Stored data
=-=-=
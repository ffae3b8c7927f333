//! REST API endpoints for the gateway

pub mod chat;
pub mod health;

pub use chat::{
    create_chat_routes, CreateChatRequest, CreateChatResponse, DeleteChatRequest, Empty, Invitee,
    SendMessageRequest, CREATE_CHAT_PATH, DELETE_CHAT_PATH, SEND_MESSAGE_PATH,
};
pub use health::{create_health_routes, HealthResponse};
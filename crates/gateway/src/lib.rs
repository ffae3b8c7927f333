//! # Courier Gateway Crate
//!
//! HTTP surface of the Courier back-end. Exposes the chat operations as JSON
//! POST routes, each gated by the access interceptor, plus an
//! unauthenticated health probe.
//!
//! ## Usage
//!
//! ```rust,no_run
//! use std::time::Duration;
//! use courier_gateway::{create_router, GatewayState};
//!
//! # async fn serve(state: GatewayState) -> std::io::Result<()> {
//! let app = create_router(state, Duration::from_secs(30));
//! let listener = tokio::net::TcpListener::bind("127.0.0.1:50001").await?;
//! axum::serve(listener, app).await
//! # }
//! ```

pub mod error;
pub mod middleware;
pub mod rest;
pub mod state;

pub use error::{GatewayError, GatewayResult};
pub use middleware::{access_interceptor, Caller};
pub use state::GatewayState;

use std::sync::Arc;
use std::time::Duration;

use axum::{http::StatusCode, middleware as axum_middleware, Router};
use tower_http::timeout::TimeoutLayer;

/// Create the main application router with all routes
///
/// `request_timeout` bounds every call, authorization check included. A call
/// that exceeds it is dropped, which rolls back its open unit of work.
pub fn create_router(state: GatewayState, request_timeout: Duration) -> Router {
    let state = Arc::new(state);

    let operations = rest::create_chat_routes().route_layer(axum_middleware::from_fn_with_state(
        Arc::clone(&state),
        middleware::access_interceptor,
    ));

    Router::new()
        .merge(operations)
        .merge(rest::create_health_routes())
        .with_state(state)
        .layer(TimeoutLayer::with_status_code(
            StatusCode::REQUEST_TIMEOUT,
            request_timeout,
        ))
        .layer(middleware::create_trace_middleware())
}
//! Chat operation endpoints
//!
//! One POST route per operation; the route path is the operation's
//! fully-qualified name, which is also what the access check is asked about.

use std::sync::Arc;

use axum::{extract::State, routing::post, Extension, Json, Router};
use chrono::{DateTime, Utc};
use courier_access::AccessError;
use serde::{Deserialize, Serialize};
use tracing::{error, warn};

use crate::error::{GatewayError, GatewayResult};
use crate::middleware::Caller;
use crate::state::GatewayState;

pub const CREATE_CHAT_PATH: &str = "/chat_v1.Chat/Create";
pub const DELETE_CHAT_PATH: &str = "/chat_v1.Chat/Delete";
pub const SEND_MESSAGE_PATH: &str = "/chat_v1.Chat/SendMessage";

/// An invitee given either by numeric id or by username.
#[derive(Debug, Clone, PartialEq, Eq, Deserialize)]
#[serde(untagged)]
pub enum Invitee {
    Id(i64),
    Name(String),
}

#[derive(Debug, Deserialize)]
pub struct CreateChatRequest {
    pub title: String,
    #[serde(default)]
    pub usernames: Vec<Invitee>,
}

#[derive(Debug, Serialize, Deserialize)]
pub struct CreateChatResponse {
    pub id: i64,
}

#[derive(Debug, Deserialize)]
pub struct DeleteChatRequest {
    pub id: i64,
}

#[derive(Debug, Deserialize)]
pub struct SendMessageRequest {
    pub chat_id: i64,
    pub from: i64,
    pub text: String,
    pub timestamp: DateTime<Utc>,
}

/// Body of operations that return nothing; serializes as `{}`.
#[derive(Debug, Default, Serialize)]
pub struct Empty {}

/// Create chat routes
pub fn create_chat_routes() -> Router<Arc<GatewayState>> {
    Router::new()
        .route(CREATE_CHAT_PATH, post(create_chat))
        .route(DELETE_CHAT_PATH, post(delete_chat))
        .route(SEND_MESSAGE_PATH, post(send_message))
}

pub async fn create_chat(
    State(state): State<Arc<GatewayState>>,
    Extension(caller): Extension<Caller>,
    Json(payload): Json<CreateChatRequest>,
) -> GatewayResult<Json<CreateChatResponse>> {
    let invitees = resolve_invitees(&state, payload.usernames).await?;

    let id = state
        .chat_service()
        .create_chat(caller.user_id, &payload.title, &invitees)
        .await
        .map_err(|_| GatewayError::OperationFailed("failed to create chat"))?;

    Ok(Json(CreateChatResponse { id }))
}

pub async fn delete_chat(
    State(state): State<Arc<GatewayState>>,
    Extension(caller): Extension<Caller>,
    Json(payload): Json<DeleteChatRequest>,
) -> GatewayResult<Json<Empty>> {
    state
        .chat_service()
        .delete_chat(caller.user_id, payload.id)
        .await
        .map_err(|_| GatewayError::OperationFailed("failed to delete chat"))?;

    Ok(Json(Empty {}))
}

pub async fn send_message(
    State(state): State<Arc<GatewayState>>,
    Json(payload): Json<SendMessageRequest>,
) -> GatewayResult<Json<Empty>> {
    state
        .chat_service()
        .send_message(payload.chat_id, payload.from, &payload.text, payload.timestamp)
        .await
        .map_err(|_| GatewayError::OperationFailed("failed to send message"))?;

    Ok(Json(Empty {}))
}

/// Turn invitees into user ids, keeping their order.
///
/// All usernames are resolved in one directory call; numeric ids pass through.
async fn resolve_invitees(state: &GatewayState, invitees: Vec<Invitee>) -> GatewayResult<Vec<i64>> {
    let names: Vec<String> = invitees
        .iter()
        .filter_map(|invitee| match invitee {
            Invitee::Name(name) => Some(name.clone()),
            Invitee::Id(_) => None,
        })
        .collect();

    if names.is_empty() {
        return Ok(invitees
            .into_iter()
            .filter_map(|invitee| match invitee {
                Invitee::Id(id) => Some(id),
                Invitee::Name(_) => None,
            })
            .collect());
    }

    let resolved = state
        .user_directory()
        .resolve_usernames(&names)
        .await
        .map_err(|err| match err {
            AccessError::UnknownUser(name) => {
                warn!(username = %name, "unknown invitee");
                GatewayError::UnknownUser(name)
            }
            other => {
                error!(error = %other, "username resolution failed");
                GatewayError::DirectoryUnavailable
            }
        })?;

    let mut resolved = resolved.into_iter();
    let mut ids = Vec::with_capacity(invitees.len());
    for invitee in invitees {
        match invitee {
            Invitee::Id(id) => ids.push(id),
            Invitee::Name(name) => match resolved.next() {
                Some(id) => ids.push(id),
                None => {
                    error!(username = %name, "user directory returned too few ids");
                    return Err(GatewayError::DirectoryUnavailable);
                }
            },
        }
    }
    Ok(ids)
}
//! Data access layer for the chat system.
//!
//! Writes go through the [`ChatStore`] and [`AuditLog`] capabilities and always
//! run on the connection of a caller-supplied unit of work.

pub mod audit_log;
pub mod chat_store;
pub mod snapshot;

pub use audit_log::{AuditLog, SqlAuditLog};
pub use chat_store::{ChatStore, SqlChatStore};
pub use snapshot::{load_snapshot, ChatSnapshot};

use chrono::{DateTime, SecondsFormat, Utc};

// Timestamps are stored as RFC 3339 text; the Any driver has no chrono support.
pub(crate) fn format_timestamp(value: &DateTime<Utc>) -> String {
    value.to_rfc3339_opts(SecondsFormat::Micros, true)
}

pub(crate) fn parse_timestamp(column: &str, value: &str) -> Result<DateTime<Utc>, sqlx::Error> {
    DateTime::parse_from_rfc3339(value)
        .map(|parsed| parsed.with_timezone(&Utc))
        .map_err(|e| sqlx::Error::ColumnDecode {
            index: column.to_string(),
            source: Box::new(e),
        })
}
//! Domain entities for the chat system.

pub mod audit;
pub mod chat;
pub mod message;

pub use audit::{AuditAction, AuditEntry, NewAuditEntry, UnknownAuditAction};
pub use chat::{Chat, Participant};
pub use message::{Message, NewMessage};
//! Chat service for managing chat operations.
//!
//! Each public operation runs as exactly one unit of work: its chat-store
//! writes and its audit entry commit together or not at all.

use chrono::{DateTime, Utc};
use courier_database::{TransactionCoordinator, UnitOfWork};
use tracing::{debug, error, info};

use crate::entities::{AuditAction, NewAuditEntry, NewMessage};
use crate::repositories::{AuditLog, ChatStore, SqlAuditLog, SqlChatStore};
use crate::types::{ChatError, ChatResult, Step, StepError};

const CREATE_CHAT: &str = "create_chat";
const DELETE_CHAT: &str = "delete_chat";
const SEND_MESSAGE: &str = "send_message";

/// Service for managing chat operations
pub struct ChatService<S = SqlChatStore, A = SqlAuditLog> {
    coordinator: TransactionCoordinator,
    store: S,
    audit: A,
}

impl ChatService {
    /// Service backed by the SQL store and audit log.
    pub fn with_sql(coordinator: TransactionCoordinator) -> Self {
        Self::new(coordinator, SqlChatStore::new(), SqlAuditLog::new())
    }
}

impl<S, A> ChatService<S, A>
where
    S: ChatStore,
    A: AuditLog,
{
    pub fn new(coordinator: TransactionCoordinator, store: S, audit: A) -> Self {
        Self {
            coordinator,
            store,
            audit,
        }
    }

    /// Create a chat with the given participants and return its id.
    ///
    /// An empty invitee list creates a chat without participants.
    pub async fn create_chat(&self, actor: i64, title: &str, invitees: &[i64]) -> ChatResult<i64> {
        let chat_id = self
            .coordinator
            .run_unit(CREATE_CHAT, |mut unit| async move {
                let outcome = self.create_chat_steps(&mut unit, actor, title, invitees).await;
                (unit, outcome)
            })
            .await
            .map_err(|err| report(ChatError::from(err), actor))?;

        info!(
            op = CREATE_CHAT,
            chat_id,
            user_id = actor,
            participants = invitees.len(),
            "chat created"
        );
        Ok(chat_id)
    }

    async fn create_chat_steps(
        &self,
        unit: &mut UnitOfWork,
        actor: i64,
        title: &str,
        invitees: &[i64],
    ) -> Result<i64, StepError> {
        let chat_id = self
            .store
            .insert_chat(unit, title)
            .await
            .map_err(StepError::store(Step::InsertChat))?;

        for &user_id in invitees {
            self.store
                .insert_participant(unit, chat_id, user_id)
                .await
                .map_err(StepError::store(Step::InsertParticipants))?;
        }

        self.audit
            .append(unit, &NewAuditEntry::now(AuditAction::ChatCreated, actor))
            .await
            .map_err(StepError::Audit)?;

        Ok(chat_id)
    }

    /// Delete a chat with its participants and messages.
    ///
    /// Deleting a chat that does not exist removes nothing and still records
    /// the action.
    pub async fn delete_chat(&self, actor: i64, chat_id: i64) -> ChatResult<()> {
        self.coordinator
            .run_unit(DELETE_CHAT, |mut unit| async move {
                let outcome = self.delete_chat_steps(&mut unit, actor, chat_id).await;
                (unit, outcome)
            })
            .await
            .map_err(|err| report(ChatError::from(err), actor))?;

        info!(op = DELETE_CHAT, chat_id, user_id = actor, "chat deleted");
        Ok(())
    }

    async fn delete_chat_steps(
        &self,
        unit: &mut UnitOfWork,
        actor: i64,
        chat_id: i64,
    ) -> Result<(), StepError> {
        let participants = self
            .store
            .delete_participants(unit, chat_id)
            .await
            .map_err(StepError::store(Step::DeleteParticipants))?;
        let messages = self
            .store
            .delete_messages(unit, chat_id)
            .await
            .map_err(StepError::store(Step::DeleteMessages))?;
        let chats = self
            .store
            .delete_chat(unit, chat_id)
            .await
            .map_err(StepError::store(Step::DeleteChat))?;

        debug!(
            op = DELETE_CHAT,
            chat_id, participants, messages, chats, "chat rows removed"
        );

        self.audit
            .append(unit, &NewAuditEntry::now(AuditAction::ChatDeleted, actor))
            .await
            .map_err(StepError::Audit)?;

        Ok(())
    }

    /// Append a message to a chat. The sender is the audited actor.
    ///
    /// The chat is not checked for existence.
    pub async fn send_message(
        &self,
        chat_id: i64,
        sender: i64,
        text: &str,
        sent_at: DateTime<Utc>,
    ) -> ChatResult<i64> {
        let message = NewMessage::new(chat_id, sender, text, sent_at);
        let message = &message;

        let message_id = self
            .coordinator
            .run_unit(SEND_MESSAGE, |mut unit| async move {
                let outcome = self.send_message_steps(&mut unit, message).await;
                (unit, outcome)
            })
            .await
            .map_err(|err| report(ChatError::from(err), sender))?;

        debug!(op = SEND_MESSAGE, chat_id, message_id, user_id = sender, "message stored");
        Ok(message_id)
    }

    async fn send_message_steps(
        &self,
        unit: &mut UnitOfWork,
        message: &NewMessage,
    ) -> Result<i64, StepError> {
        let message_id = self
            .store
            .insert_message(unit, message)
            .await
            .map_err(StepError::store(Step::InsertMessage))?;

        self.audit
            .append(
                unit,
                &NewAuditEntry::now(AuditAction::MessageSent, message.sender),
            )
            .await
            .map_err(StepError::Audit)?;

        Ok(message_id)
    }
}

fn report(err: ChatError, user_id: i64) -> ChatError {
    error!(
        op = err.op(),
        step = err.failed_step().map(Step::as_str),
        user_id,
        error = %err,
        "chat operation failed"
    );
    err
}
=-=-=
● WHAT IS EXPECTED: Nothing but the lines with "operations" should be returned, copied from the entries above.

● YOUR SOLUTION:
//! HTTP surface of the Courier back-end. Exposes the chat operations as JSON
    let operations = rest::create_chat_routes().route_layer(axum_middleware::from_fn_with_state(
        .merge(operations)
/// Body of operations that return nothing; serializes as `{}`.
//! Chat service for managing chat operations.
/// Service for managing chat operations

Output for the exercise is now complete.